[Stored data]
-- -- --

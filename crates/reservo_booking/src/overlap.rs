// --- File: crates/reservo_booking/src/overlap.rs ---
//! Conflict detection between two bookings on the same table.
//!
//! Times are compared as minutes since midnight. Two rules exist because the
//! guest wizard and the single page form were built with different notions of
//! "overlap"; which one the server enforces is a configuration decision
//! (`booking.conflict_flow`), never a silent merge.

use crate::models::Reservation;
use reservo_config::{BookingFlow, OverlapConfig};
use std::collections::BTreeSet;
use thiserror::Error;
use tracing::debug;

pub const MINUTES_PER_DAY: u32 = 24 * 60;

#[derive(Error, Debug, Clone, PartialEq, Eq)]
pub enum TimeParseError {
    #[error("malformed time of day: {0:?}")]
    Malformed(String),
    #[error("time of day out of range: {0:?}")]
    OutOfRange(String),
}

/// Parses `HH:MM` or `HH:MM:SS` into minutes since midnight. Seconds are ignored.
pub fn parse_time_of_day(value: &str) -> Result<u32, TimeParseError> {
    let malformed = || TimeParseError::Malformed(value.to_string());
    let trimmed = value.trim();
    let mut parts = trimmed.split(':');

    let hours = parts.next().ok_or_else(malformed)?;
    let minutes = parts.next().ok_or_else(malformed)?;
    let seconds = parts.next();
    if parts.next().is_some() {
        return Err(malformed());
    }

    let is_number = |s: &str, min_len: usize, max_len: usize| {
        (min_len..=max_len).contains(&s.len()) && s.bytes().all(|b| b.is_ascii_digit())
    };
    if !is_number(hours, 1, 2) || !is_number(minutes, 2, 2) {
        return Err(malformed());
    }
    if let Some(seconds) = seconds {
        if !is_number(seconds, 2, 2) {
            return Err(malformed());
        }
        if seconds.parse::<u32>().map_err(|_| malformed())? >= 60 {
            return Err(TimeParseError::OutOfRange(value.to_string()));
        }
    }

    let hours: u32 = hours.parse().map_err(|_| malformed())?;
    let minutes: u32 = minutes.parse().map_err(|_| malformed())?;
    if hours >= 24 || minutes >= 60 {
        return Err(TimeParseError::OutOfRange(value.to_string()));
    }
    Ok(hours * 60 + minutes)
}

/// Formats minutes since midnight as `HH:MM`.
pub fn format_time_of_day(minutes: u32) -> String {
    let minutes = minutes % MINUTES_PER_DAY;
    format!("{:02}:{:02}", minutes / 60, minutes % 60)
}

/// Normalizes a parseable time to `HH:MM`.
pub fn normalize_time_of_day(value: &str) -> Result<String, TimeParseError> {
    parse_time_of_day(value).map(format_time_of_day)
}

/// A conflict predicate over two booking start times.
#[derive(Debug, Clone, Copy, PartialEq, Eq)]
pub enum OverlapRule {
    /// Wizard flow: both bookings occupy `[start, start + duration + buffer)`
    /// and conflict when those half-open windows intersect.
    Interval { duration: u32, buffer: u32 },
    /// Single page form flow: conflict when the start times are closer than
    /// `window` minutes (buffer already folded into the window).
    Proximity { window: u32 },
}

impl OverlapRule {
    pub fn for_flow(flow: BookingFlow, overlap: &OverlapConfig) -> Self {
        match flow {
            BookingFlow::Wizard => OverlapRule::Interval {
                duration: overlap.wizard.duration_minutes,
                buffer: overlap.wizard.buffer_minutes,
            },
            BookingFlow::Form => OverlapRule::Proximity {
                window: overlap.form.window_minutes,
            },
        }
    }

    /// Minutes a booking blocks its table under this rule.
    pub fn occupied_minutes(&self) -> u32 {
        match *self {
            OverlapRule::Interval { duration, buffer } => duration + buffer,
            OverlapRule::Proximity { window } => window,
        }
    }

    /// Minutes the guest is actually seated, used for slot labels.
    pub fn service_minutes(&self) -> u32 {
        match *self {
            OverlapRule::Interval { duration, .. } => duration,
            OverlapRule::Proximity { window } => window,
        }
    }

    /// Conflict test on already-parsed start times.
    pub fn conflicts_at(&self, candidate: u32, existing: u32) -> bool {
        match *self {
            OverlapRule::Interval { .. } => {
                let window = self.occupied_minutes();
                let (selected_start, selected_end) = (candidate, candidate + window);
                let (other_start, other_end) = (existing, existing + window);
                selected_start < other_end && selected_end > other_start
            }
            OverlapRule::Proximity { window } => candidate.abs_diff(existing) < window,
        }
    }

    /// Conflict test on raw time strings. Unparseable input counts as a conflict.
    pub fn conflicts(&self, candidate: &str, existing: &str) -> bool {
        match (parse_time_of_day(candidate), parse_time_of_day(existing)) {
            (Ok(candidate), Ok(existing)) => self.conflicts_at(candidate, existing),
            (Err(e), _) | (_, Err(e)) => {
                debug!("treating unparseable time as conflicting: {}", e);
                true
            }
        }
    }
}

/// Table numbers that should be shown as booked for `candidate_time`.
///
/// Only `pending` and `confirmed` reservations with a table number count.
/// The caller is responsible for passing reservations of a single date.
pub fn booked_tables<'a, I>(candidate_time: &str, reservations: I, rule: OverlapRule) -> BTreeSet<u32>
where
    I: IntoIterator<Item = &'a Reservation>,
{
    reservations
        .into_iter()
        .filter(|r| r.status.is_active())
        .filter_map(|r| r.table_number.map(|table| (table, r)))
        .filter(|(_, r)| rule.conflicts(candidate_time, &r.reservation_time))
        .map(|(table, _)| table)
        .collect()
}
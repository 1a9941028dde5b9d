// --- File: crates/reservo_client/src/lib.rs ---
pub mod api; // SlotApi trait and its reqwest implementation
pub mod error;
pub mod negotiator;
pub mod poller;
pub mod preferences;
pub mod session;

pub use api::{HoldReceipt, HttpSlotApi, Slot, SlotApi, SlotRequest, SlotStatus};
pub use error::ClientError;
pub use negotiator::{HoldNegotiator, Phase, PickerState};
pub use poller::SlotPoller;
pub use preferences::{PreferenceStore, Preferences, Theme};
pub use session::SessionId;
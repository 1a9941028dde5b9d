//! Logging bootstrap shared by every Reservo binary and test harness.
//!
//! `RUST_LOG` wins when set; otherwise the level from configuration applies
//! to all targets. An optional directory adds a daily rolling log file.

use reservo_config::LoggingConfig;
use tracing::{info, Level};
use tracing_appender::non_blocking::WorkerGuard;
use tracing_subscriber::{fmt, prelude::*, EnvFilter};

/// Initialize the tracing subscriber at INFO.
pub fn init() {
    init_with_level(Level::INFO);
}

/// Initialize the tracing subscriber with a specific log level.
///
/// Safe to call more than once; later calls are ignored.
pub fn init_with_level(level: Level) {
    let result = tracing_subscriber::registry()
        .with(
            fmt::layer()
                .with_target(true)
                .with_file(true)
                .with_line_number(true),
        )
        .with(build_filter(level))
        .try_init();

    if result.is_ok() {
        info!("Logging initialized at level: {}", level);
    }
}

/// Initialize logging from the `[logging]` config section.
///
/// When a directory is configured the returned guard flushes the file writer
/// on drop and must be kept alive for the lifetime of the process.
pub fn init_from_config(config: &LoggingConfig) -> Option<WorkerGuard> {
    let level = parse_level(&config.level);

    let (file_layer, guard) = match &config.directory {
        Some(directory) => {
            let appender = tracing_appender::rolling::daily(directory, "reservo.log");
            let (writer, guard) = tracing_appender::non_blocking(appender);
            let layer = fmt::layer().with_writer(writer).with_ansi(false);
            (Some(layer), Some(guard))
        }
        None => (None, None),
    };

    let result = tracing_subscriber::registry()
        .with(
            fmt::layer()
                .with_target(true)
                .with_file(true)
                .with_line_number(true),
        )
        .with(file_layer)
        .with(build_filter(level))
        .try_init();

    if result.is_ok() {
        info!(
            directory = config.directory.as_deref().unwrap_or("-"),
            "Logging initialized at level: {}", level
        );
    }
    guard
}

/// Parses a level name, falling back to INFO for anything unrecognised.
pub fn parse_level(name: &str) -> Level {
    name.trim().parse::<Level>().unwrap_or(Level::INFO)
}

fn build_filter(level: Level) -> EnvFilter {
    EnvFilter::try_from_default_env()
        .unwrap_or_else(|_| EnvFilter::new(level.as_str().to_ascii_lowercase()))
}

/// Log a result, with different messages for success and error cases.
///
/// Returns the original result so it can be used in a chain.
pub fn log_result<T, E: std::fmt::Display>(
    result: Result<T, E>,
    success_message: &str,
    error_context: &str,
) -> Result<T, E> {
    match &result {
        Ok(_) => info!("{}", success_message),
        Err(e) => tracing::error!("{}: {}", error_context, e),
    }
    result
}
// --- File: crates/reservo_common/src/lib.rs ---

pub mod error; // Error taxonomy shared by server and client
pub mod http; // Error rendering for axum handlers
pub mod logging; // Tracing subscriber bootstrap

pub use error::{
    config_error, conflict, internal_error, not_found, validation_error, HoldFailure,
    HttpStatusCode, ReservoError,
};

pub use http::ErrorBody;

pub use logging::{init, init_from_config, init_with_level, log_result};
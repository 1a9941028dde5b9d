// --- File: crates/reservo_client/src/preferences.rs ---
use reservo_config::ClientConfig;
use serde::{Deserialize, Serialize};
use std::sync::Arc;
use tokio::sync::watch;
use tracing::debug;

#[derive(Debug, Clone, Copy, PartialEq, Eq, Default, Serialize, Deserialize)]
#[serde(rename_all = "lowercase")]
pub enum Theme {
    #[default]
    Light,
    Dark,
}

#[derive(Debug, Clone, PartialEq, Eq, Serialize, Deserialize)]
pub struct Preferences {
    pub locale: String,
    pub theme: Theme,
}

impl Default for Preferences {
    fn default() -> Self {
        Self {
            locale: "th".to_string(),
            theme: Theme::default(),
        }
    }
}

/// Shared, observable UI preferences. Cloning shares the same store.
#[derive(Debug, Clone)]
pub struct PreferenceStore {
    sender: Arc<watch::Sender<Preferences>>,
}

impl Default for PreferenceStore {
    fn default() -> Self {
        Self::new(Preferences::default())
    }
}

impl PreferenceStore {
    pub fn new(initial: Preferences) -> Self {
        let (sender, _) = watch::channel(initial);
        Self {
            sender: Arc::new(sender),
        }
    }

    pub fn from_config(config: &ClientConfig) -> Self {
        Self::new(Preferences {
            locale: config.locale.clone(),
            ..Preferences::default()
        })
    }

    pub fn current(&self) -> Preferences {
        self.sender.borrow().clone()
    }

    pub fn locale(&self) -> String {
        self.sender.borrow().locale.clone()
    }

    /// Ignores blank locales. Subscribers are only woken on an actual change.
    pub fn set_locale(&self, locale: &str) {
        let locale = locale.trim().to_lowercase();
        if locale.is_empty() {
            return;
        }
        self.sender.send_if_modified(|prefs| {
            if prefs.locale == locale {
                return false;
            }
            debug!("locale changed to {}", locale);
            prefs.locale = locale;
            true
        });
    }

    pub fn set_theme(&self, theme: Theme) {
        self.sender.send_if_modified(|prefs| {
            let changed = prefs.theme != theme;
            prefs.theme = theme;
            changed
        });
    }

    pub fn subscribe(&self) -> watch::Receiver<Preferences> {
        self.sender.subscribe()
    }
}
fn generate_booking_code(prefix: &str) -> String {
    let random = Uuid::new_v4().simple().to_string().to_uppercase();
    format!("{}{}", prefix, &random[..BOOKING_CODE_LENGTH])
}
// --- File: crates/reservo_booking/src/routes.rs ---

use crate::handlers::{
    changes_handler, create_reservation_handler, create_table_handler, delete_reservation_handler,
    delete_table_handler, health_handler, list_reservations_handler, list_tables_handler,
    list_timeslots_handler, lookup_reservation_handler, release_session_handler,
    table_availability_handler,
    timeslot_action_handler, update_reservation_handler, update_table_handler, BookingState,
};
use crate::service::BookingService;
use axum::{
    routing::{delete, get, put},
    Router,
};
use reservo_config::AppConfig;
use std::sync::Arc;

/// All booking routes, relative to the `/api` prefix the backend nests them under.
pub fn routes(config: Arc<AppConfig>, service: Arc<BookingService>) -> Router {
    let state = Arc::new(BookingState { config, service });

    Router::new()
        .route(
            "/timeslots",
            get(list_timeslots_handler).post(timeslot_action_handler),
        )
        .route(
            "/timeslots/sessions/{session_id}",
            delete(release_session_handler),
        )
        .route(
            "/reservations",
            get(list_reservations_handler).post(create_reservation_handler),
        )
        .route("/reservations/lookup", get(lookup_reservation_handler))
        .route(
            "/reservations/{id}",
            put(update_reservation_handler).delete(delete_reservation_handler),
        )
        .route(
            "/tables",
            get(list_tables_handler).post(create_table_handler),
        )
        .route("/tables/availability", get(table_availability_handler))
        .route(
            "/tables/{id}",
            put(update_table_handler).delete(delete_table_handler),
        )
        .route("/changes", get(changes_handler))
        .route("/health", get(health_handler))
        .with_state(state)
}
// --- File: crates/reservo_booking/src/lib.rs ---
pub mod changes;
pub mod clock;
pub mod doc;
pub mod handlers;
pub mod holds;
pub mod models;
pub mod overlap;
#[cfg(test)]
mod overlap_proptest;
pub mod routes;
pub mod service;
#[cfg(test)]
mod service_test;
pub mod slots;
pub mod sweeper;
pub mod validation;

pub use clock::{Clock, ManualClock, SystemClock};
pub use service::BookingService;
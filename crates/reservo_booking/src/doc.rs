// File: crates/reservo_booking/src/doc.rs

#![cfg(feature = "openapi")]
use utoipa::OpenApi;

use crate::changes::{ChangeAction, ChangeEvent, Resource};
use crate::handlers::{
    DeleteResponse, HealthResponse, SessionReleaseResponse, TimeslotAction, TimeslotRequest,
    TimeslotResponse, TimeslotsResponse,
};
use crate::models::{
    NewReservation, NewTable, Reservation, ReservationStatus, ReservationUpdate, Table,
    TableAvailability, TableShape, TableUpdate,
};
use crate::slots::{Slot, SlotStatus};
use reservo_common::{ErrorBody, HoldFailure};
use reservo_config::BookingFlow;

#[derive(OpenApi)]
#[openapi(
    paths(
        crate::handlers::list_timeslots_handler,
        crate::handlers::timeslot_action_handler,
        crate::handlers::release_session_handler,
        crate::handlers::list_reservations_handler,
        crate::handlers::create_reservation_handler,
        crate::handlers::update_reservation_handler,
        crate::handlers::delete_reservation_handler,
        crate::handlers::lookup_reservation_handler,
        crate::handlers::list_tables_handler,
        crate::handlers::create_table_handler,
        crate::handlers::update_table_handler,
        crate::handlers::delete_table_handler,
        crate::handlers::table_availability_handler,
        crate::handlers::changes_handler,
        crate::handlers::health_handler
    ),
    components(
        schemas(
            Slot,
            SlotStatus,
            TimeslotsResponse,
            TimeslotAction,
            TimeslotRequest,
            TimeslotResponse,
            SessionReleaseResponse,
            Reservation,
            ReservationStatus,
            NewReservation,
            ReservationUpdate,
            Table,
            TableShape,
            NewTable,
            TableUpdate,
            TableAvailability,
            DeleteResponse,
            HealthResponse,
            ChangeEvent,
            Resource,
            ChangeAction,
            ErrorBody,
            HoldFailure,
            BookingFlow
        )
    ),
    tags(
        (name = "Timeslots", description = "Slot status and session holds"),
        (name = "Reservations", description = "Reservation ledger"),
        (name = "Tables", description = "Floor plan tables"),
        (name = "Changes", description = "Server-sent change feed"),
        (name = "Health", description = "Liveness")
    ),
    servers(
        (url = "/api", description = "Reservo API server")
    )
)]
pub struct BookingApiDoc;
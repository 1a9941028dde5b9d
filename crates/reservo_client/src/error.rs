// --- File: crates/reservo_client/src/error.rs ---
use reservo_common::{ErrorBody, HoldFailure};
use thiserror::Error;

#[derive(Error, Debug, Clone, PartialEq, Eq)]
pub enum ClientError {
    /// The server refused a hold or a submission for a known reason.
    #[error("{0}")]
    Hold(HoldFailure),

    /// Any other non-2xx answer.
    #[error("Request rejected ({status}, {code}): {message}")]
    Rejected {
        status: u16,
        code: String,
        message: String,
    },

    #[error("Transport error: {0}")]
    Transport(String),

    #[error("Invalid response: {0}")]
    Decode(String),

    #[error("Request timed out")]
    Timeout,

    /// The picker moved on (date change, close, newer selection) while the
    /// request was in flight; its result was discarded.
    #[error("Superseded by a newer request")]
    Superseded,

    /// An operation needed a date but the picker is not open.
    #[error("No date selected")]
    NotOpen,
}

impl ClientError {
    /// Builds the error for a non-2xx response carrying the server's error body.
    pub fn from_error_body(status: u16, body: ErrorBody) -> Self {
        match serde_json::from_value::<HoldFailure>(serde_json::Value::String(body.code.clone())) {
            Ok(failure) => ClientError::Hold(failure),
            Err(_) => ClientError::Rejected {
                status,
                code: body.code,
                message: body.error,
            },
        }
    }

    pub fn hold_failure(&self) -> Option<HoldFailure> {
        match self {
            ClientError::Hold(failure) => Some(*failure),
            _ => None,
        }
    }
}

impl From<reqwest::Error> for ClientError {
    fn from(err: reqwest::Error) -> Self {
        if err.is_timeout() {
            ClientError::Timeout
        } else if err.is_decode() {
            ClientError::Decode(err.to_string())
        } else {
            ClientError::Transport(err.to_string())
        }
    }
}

-- -- --

**Problem details**
What you give back should be exactly the lines of the data above from the line with "unparseable time as" through the line with "a single date.", both of those included, and nothing more.

**Final answer**
                debug!("treating unparseable time as conflicting: {}", e);
                true
            }
        }
    }
}

/// Table numbers that should be shown as booked for `candidate_time`.
///
/// Only `pending` and `confirmed` reservations with a table number count.
/// The caller is responsible for passing reservations of a single date.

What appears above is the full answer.